Work order
Each line of the records below that contains "PasswordTooLong" needs to be copied.

[Dataset entries]
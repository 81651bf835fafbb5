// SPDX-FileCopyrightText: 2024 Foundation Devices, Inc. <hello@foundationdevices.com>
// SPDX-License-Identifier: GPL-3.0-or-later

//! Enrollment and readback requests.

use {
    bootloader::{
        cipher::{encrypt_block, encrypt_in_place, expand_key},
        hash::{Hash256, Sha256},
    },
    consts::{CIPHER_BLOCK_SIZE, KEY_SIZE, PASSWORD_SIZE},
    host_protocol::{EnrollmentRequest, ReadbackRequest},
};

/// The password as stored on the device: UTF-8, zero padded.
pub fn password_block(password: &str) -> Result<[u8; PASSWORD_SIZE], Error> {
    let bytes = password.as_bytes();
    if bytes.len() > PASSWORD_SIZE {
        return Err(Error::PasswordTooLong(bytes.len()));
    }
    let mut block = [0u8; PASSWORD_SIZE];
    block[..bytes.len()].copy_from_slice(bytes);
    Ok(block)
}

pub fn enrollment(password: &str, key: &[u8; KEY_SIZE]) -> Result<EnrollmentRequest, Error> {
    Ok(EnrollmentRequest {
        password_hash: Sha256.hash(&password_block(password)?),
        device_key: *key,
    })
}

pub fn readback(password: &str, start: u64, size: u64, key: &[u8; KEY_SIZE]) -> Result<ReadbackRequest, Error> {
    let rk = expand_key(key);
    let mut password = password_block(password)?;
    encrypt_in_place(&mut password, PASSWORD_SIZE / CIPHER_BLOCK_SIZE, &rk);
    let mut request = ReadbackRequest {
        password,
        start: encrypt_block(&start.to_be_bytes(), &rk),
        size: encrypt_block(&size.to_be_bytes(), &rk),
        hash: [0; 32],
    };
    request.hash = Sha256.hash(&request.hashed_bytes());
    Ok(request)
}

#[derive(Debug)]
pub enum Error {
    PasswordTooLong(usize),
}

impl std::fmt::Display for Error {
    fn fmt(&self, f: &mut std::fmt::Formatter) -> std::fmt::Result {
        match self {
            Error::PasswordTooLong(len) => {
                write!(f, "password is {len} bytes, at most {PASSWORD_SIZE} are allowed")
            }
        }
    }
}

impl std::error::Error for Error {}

---

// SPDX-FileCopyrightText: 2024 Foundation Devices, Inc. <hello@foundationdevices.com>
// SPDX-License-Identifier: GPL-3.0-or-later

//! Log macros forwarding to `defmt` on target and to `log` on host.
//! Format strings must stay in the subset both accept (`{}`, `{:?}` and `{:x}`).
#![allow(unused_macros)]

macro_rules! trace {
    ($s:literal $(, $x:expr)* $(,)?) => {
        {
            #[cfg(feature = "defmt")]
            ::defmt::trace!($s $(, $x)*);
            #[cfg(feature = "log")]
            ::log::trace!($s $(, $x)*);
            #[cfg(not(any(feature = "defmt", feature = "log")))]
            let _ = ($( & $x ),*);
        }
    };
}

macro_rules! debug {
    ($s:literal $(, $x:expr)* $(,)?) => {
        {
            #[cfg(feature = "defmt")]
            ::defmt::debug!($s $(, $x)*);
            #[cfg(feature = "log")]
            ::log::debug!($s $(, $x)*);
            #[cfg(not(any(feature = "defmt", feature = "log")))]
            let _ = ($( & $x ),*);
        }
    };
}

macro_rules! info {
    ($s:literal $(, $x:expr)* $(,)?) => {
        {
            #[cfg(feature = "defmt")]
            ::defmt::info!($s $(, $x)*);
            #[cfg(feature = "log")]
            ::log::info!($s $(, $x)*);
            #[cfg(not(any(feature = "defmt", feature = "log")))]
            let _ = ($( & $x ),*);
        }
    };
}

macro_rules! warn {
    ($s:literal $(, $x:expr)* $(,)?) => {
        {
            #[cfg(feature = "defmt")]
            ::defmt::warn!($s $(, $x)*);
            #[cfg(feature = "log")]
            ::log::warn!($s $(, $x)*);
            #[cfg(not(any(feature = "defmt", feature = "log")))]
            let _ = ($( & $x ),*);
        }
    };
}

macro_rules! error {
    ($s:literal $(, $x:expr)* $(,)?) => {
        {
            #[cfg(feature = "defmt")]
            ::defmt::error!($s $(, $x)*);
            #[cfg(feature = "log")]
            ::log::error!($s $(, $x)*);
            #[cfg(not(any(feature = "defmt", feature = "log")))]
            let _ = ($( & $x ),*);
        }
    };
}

Result of the task
        return Err(Error::PasswordTooLong(bytes.len()));
    PasswordTooLong(usize),
            Error::PasswordTooLong(len) => {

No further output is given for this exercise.